Disincentive to save

Budget should have focused on creating a pool of domestic savings to finance long-term investments in infrastructure

By: Editorial | Updated: February 5, 2020 10:51:18 am
 union budget, budget new tax regime, finance minister nirmala sitharaman, budget news, indian express editorials It is surprising that the budget chose not to incentivise household savings which could have been used for financing long-term projects

In an attempt to prop up a sagging economy, the Union Budget 2020-21 has unveiled an alternate income tax regime hoping that it will increase household disposable income and provide the much needed fillip to consumption. The government has provided taxpayers the option of shifting to the new regime with lower tax rates, provided they forego all their exemptions and deductions.

As tax payers tend to take advantage of exemptions and deductions to channel part of their income towards physical and financial savings, however, this measure, while meant to incentivise consumption in the short run, may end up reducing household savings and thus the domestically available investible surplus in the economy.
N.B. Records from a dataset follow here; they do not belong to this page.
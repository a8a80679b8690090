//! Dog register: registered dogs per reference year, with owner and dog
//! attributes.

use crate::aggregate::{finite_sum, group_sum, is_blank_label, unique_count, weighted_average};
use crate::chart::{
    DrawList, Series, SurfaceSize, draw_horizontal_bars, draw_line_chart, draw_vertical_bars,
};
use crate::dashboard::{Dashboard, Kpi, PassContext};
use crate::data::RawRecord;
use crate::data::text::repair_mojibake;
use crate::dataset::{Dataset, FacetDef};
use crate::datasets::{count, hex, text, year_of};
use crate::facet::CategoryOrder;
use crate::format::share;
use once_cell::sync::Lazy;
use regex::Regex;

const TREND_COLOR: &str = "#1956c8";
const BREED_COLOR: &str = "#14795a";
const OWNER_AGE_COLOR: &str = "#d97a12";

const UNKNOWN: &str = "Unbekannt";
const TOP_BREEDS: usize = 10;

static NUMBERS: Lazy<Regex> = Lazy::new(|| Regex::new(r"\d+").expect("valid regex"));

/// One register entry.
#[derive(Clone, Debug, PartialEq)]
pub struct DogRow {
    pub year: i32,
    /// Owner id
    pub hid: String,
    pub owner_sex: String,
    /// Ten-year owner age band, e.g. `40- bis 49-Jährige`
    pub owner_age: String,
    pub kreis: String,
    pub quarter: String,
    pub breed: String,
    pub dog_type: String,
    pub dog_sex: String,
    /// Dog age in years; NaN when not recorded
    pub dog_age: f64,
    pub count: f64,
}

/// Representative age of an owner age band.
///
/// Bands with two bounds map to their midpoint. "unter N" maps to N/2 and
/// open-ended top bands (80, 90, 100 and over) to N+5. Unknown bands and
/// labels without digits are NaN so they drop out of averages.
pub fn owner_age_mid(label: &str) -> f64 {
    let lower = label.to_lowercase();
    if lower.contains("unbek") {
        return f64::NAN;
    }
    let numbers: Vec<f64> = NUMBERS
        .find_iter(&lower)
        .filter_map(|m| m.as_str().parse().ok())
        .collect();
    match numbers.as_slice() {
        [] => f64::NAN,
        [n] if lower.contains("unter") => n / 2.0,
        [n] if ["80", "90", "100"].iter().any(|t| lower.contains(t)) => n + 5.0,
        [n] => *n,
        [a, b, ..] => (a + b) / 2.0,
    }
}

fn owner_sex(row: &DogRow) -> &str {
    &row.owner_sex
}

fn owner_age(row: &DogRow) -> &str {
    &row.owner_age
}

fn dog_type(row: &DogRow) -> &str {
    &row.dog_type
}

fn dog_sex(row: &DogRow) -> &str {
    &row.dog_sex
}

fn kreis(row: &DogRow) -> &str {
    &row.kreis
}

fn quarter(row: &DogRow) -> &str {
    &row.quarter
}

/// Dog register dashboard.
#[derive(Debug, Clone)]
pub struct Dogs {
    facets: Vec<FacetDef<DogRow>>,
}

impl Default for Dogs {
    fn default() -> Self {
        Self::new()
    }
}

impl Dogs {
    pub fn new() -> Self {
        Self {
            facets: vec![
                FacetDef::required("owner_sex", "Owner sex", owner_sex),
                FacetDef::required("dog_sex", "Dog sex", dog_sex),
                FacetDef::optional("owner_age", "Owner age", owner_age)
                    .ordered(CategoryOrder::LeadingNumber),
                FacetDef::optional("dog_type", "Breed type", dog_type),
                FacetDef::optional("kreis", "District", kreis),
                FacetDef::optional("quarter", "Quarter", quarter),
            ],
        }
    }
}

impl Dataset for Dogs {
    type Row = DogRow;

    fn name(&self) -> &str {
        "dogs"
    }

    fn required_columns(&self) -> &'static [&'static str] {
        &["StichtagDatJahr"]
    }

    fn normalize(&self, record: &RawRecord) -> Option<DogRow> {
        Some(DogRow {
            year: year_of(record, "StichtagDatJahr")?,
            hid: text(record, "HID"),
            owner_sex: text(record, "SexLang"),
            owner_age: text(record, "AlterV10Lang"),
            kreis: text(record, "KreisLang"),
            quarter: text(record, "QuarLang"),
            breed: repair_mojibake(record.field_or("Rasse1Text", UNKNOWN)),
            dog_type: repair_mojibake(record.field_or("Rassetyp1Lang", UNKNOWN)),
            dog_sex: text(record, "SexHundLang"),
            dog_age: record.number("AlterVHundNum").unwrap_or(f64::NAN),
            count: count(record, "AnzHunde"),
        })
    }

    fn temporal(&self, row: &DogRow) -> i32 {
        row.year
    }

    fn facets(&self) -> &[FacetDef<DogRow>] {
        &self.facets
    }
}

/// Year with the most dogs; `None` when nothing positive was counted.
fn peak_year<'a>(rows: impl IntoIterator<Item = &'a DogRow>) -> Option<(i32, f64)> {
    let per_year = group_sum(rows, |r| r.year, |r| r.count);
    per_year
        .max_entry()
        .filter(|(_, v)| *v > 0.0)
        .map(|(y, v)| (*y, v))
}

impl Dashboard for Dogs {
    fn chart_ids(&self) -> &'static [&'static str] {
        &["trend", "breeds", "owner_age"]
    }

    fn kpis(&self, ctx: &PassContext<'_, DogRow>) -> Vec<Kpi> {
        let fmt = ctx.format;
        let total = finite_sum(ctx.iter().map(|r| r.count));
        let owners = unique_count(ctx.iter(), |r| r.hid.as_str());
        let dog_age = weighted_average(ctx.iter(), |r| r.dog_age, |r| r.count);
        let owner_age = weighted_average(ctx.iter(), |r| owner_age_mid(&r.owner_age), |r| r.count);
        let peak = match peak_year(ctx.iter()) {
            Some((year, n)) => format!("{} ({})", year, fmt.format_count(n)),
            None => format!("{} ({})", fmt.placeholder, fmt.format_count(0.0)),
        };

        vec![
            Kpi::new("Dogs (Visible)", fmt.format_count(total)),
            Kpi::new("Unique HIDs", fmt.format_count(owners as f64)),
            Kpi::new("Avg Dog Age", fmt.format_average(dog_age, " yrs")),
            Kpi::new("Avg Owner Age", fmt.format_average(owner_age, " yrs")),
            Kpi::new("Peak Year", peak),
        ]
    }

    fn draw(&self, chart: &str, size: SurfaceSize, ctx: &PassContext<'_, DogRow>) -> Option<DrawList> {
        let list = match chart {
            "trend" => {
                let years = ctx.visible_years();
                let per_year = group_sum(ctx.iter(), |r| r.year, |r| r.count);
                let series = Series::new("Dogs", hex(TREND_COLOR), per_year.reindex(&years));
                draw_line_chart(size, &ctx.year_labels(), &series, &ctx.chart)
            }
            "breeds" => {
                let per_breed = group_sum(ctx.iter(), |r| r.breed.clone(), |r| r.count);
                let top = per_breed.top_n_excluding(TOP_BREEDS, is_blank_label);
                draw_horizontal_bars(size, &top, hex(BREED_COLOR), &ctx.chart)
            }
            "owner_age" => {
                let per_band = group_sum(ctx.iter(), |r| r.owner_age.clone(), |r| r.count);
                let bands = per_band.reindex_present(ctx.categories.get("owner_age"));
                draw_vertical_bars(size, &bands, hex(OWNER_AGE_COLOR), &ctx.chart)
            }
            _ => return None,
        };
        Some(list)
    }

    fn highlights(&self, ctx: &PassContext<'_, DogRow>) -> Vec<String> {
        if ctx.rows.is_empty() {
            return vec!["No dogs match the current filters.".to_string()];
        }

        let fmt = ctx.format;
        let total = finite_sum(ctx.iter().map(|r| r.count));
        let mut lines = vec![format!("{} dogs in the current selection.", fmt.format_count(total))];

        let leaders = [
            ("district", group_sum(ctx.iter(), |r| r.kreis.as_str(), |r| r.count)),
            ("quarter", group_sum(ctx.iter(), |r| r.quarter.as_str(), |r| r.count)),
            ("breed", group_sum(ctx.iter(), |r| r.breed.as_str(), |r| r.count)),
        ];
        for (what, series) in &leaders {
            if let Some((name, n)) = series.max_entry() {
                lines.push(format!("Top {}: {} ({}).", what, name, fmt.format_count(n)));
            }
        }

        let last_year = ctx.filters.years.max;
        let in_last_year: Vec<&DogRow> = ctx.iter().filter(|r| r.year == last_year).collect();
        let by_sex = group_sum(in_last_year.iter().copied(), |r| dog_sex_kind(&r.dog_sex), |r| r.count);
        let female = by_sex.get(&Some(DogSex::Female)).unwrap_or(0.0);
        let male = by_sex.get(&Some(DogSex::Male)).unwrap_or(0.0);
        if female + male > 0.0 {
            lines.push(format!(
                "Female dogs in {}: {}.",
                last_year,
                fmt.format_percent(share(female, female + male))
            ));
        }

        lines
    }
}

#[derive(Clone, Copy, Debug, PartialEq, Eq, Hash)]
enum DogSex {
    Female,
    Male,
}

fn dog_sex_kind(label: &str) -> Option<DogSex> {
    match label.to_lowercase().as_str() {
        "weiblich" => Some(DogSex::Female),
        "männlich" | "maennlich" => Some(DogSex::Male),
        _ => None,
    }
}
Considering the fall in the savings rate in the economy, it is surprising that the budget has chosen not to incentivise domestic savings.
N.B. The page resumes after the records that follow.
//! Display formatting for KPI values and chart labels.

use crate::aggregate::Average;
use serde::{Deserialize, Serialize};

/// Number formatting options.
#[derive(Clone, Debug, PartialEq, Serialize, Deserialize)]
#[serde(default)]
pub struct NumberFormat {
    /// Separator between groups of three integer digits
    pub thousands_separator: String,
    /// Separator between integer and fractional digits
    pub decimal_separator: String,
    /// Shown in place of an undefined or non-finite value
    pub placeholder: String,
}

impl Default for NumberFormat {
    fn default() -> Self {
        Self {
            thousands_separator: ",".to_string(),
            decimal_separator: ".".to_string(),
            placeholder: "-".to_string(),
        }
    }
}

impl NumberFormat {
    /// Integer count with thousands separators, e.g. `12,345`.
    ///
    /// Halves round up, so `2.5` → `3` and `-2.5` → `-2`.
    pub fn format_count(&self, value: f64) -> String {
        if !value.is_finite() {
            return self.placeholder.clone();
        }
        let rounded = round_half_up(value);
        let digits = format!("{}", rounded.abs() as u64);
        let grouped = group_thousands(&digits, &self.thousands_separator);
        if rounded < 0.0 {
            format!("-{}", grouped)
        } else {
            grouped
        }
    }

    /// One decimal place followed by `unit`, e.g. `4.2 yrs`. Halves round up.
    pub fn format_decimal(&self, value: f64, unit: &str) -> String {
        if !value.is_finite() {
            return self.placeholder.clone();
        }
        let tenths = round_half_up(value.abs() * 10.0) as u64;
        let sign = if value < 0.0 && tenths > 0 { "-" } else { "" };
        format!(
            "{}{}{}{}{}",
            sign,
            group_thousands(&(tenths / 10).to_string(), &self.thousands_separator),
            self.decimal_separator,
            tenths % 10,
            unit
        )
    }

    /// Average with one decimal place, or the placeholder when undefined.
    pub fn format_average(&self, average: Average, unit: &str) -> String {
        match average {
            Average::Defined(v) => self.format_decimal(v, unit),
            Average::Undefined => self.placeholder.clone(),
        }
    }

    /// Percentage with one decimal place, e.g. `38.5%`.
    pub fn format_percent(&self, percent: f64) -> String {
        self.format_decimal(percent, "%")
    }
}

/// `part` as a percentage of `total`; 0 when `total` is 0.
pub fn share(part: f64, total: f64) -> f64 {
    if total == 0.0 || !total.is_finite() || !part.is_finite() {
        return 0.0;
    }
    part / total * 100.0
}

/// Round to the nearest integer, halves towards positive infinity.
#[inline]
pub fn round_half_up(value: f64) -> f64 {
    (value + 0.5).floor()
}

/// Shorten `text` to at most `max` chars plus a `...` marker.
///
/// Texts within `max` chars are returned unchanged; longer texts keep their
/// first `max - 1` chars.
pub fn truncate(text: &str, max: usize) -> String {
    if text.chars().count() <= max {
        return text.to_string();
    }
    let head: String = text.chars().take(max.saturating_sub(1)).collect();
    format!("{}...", head)
}

fn group_thousands(digits: &str, separator: &str) -> String {
    let len = digits.len();
    let mut out = String::with_capacity(len + len / 3 * separator.len());
    for (i, c) in digits.chars().enumerate() {
        if i > 0 && (len - i) % 3 == 0 {
            out.push_str(separator);
        }
        out.push(c);
    }
    out
}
In an economy, savings form the pool of investible surplus. In India, the surplus savings of households are absorbed by the government and the private corporate sector. As per the 12th Finance Commission, the total transferable savings of the household sector were around 10 per cent of GDP, which combined with a current account deficit of 1.5 per cent, would be enough to finance the government (Centre and states) fiscal deficit of 6 per cent of GDP, fulfill the funding requirement of the private corporate sector of around 4 per cent, and of non-departmental public enterprises to the tune of 1.5 per cent.

But, over the past years, household savings in the economy have been falling, as with sluggish income growth, they have been dipped into for financing consumption, and borrowings have also increased — incremental financial liabilities of households have in fact risen from Rs 3.8 lakh crore to Rs 7.65 lakh crore in 2018-19. Latest data also shows a decline in both gross and net (excluding financial liabilities) household financial savings in 2018-19.

In this context, it is surprising that the budget chose not to incentivise household savings which could have been used for financing long-term projects. Perhaps the government is hopeful that the decline in domestic savings will be offset by the flow of savings from the rest of the world. The budget has raised the limits for foreign investment, and has offered incentives to sovereign wealth for investing in India. But the focus should have been to create a pool of domestic savings to finance long-term investments in infrastructure, especially at a time when the government has unveiled an ambitious infrastructure pipeline.